Auch der BTK-Inhibitor Ibrutinib könnte bei COVID-19 wirksam sein. Mediziner des Brigham and Women’s Hospital in Boston berichteten kürzlich, dass 6 ihrer Patienten, die wegen eines Morbus Waldenström, einer Variante des Non-Hodgkin-Lymphoms, lang­fristig mit Ibrutinib behandelt wurden, an COVID-19 erkrankt waren. Die 5 Patienten, die die vorgesehene Dosis von 420 mg/Tag erhielten, erholten sich nach milden Symptomen problemlos von COVID-19.

Bei dem sechsten Patienten, bei dem die Dosis wegen Gelenkbeschwerden auf 140 mg/Tag gesenkt wurde, kam es dagegen zu einer schweren Erkrankung. Als der Patient mechanisch beatmet werden musste, entschieden sich die Mediziner, die Dosis auf 420 mg/Tag zu steigern. Wie Steven Treon und Mitarbeiter in Blood (2020; DOI: 10.1182/blood.2020006288) kürzlich berichteten, besserte sich der Zustand des Patienten so rasch, dass er bereits nach 2 Tagen extubiert werden konnte.

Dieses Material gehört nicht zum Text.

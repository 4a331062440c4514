// src/config/loader.rs

use std::fs;
use std::path::{Path, PathBuf};

use anyhow::Context;

use crate::config::model::PipelineConfig;
use crate::config::validate::validate_config;
use crate::errors::Result;

/// Load a pipeline file from a given path.
///
/// This only performs TOML deserialization; it does **not** perform semantic
/// validation. Use [`load_and_validate`] for that.
pub fn load_from_path(path: impl AsRef<Path>) -> Result<PipelineConfig> {
    let path = path.as_ref();
    let contents = fs::read_to_string(path)
        .with_context(|| format!("reading pipeline file at {:?}", path))?;

    let config = load_from_str(&contents)
        .with_context(|| format!("parsing TOML pipeline from {:?}", path))?;

    Ok(config)
}

/// Parse a pipeline from TOML text.
pub fn load_from_str(contents: &str) -> std::result::Result<PipelineConfig, toml::de::Error> {
    toml::from_str(contents)
}

/// Load a pipeline file and run validation.
///
/// This is the entry point for the rest of the application:
/// - reads TOML,
/// - applies defaults (handled by `serde` + `Default` impls),
/// - checks stages, dependencies, cycles and `[config]` values.
pub fn load_and_validate(path: impl AsRef<Path>) -> Result<PipelineConfig> {
    let config = load_from_path(&path)?;
    validate_config(&config)?;
    Ok(config)
}

/// `Taskpipe.toml` in the current working directory.
pub fn default_config_path() -> PathBuf {
    PathBuf::from("Taskpipe.toml")
}

#[cfg(test)]
mod tests {
    use super::*;

    #[test]
    fn parses_sections_with_defaults() {
        let cfg = load_from_str(
            r#"
            [stage.a]
            cmd = "echo a"

            [stage.b]
            cmd = "echo b"
            after = ["a"]
            allow_failure = true
            env = { MODE = "ci" }
            "#,
        )
        .unwrap();

        assert_eq!(cfg.config.name, "pipeline");
        assert_eq!(cfg.config.output, "raw");
        assert_eq!(cfg.config.chunk_size, 1024);
        assert!(cfg.config.log_dir.is_none());
        assert!(cfg.default.dir.is_none());

        let b = &cfg.stage["b"];
        assert_eq!(b.after, vec!["a".to_string()]);
        assert!(b.allow_failure);
        assert_eq!(b.env.get("MODE"), Some("ci"));
        assert!(!cfg.stage["a"].allow_failure);
    }

    #[test]
    fn missing_cmd_is_a_parse_error() {
        assert!(load_from_str("[stage.a]\nafter = []\n").is_err());
    }

    #[test]
    fn default_path_is_in_working_directory() {
        assert_eq!(default_config_path(), PathBuf::from("Taskpipe.toml"));
    }

    #[test]
    fn missing_file_is_reported() {
        let err = load_from_path("/definitely/not/here/Taskpipe.toml").unwrap_err();
        assert!(err.to_string().contains("reading pipeline file"));
    }
}
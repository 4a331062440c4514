// src/config/validate.rs

use crate::config::model::PipelineConfig;
use crate::errors::{Result, TaskpipeError};
use crate::scheduler::graph::topological_order;
use crate::types::OutputFormat;

/// Run semantic validation against a loaded pipeline.
///
/// This checks:
/// - there is at least one stage, and no stage has an empty `cmd`
/// - `[config].output` names a known output mode
/// - `[config].chunk_size >= 1`
/// - all `after` dependencies refer to existing stages
/// - the stage graph has no cycles
pub fn validate_config(cfg: &PipelineConfig) -> Result<()> {
    ensure_has_stages(cfg)?;
    validate_global_config(cfg)?;
    validate_stage_dependencies(cfg)?;
    validate_dag(cfg)?;
    Ok(())
}

fn ensure_has_stages(cfg: &PipelineConfig) -> Result<()> {
    if cfg.stage.is_empty() {
        return Err(TaskpipeError::ConfigError(
            "pipeline must contain at least one [stage.<name>] section".to_string(),
        ));
    }

    for (name, stage) in cfg.stage.iter() {
        if stage.cmd.trim().is_empty() {
            return Err(TaskpipeError::ConfigError(format!(
                "stage '{name}' has an empty `cmd`"
            )));
        }
    }
    Ok(())
}

fn validate_global_config(cfg: &PipelineConfig) -> Result<()> {
    cfg.config.output.parse::<OutputFormat>()?;

    if cfg.config.chunk_size == 0 {
        return Err(TaskpipeError::ConfigError(
            "[config].chunk_size must be >= 1 (got 0)".to_string(),
        ));
    }

    Ok(())
}

fn validate_stage_dependencies(cfg: &PipelineConfig) -> Result<()> {
    for (name, stage) in cfg.stage.iter() {
        for dep in stage.after.iter() {
            if dep == name {
                return Err(TaskpipeError::ConfigError(format!(
                    "stage '{name}' cannot depend on itself in `after`"
                )));
            }
            if !cfg.stage.contains_key(dep) {
                return Err(TaskpipeError::ConfigError(format!(
                    "stage '{name}' has unknown dependency '{dep}' in `after`"
                )));
            }
        }
    }
    Ok(())
}

fn validate_dag(cfg: &PipelineConfig) -> Result<()> {
    topological_order(
        cfg.stage.keys().map(String::as_str),
        cfg.stage.iter().flat_map(|(name, stage)| {
            stage
                .after
                .iter()
                .map(move |dep| (dep.as_str(), name.as_str()))
        }),
    )?;
    Ok(())
}

#[cfg(test)]
mod tests {
    use super::*;
    use crate::config::loader::load_from_str;

    fn parse(toml: &str) -> PipelineConfig {
        load_from_str(toml).unwrap()
    }

    #[test]
    fn accepts_a_simple_chain() {
        let cfg = parse(
            r#"
            [config]
            output = "prefixed"

            [stage.a]
            cmd = "echo a"

            [stage.b]
            cmd = "echo b"
            after = ["a"]
            "#,
        );
        validate_config(&cfg).unwrap();
    }

    #[test]
    fn rejects_empty_pipeline() {
        let err = validate_config(&PipelineConfig::default()).unwrap_err();
        assert!(err.to_string().contains("at least one"));
    }

    #[test]
    fn rejects_blank_cmd() {
        let cfg = parse("[stage.a]\ncmd = \"  \"\n");
        assert!(matches!(
            validate_config(&cfg),
            Err(TaskpipeError::ConfigError(msg)) if msg.contains("empty `cmd`")
        ));
    }

    #[test]
    fn rejects_unknown_output_mode() {
        let cfg = parse("[config]\noutput = \"bogus\"\n\n[stage.a]\ncmd = \"true\"\n");
        assert!(matches!(
            validate_config(&cfg),
            Err(TaskpipeError::UnknownOutputFormat(tag)) if tag == "bogus"
        ));
    }

    #[test]
    fn rejects_zero_chunk_size() {
        let cfg = parse("[config]\nchunk_size = 0\n\n[stage.a]\ncmd = \"true\"\n");
        assert!(validate_config(&cfg).is_err());
    }

    #[test]
    fn rejects_unknown_and_self_dependencies() {
        let unknown = parse("[stage.a]\ncmd = \"true\"\nafter = [\"zzz\"]\n");
        assert!(validate_config(&unknown)
            .unwrap_err()
            .to_string()
            .contains("unknown dependency 'zzz'"));

        let own = parse("[stage.a]\ncmd = \"true\"\nafter = [\"a\"]\n");
        assert!(validate_config(&own)
            .unwrap_err()
            .to_string()
            .contains("cannot depend on itself"));
    }

    #[test]
    fn rejects_cycles() {
        let cfg = parse(
            r#"
            [stage.a]
            cmd = "true"
            after = ["b"]

            [stage.b]
            cmd = "true"
            after = ["a"]
            "#,
        );
        assert!(matches!(validate_config(&cfg), Err(TaskpipeError::DagCycle(_))));
    }
}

Andere Zentren haben begonnen, COVID-19-Patienten mit Biologika zu behandeln, die die Rezeptoren einzelner Zytokine wie Interleukin 1 (Anakinra) oder Interleukin 6 (Tocilizumab) blockieren. Auch hier gibt es bisher keine Evidenz aus randomisierten Studien.

Die Behandlungsversuche können durchaus ein zweischneidiges Schwert sein. BTK-Inhibitoren können die B-Zellen hemmen, die zur Produktion der Antikörper benötigt werden, mit denen das Immunsystem eine Infektion mit SARS-CoV-2 beenden kann.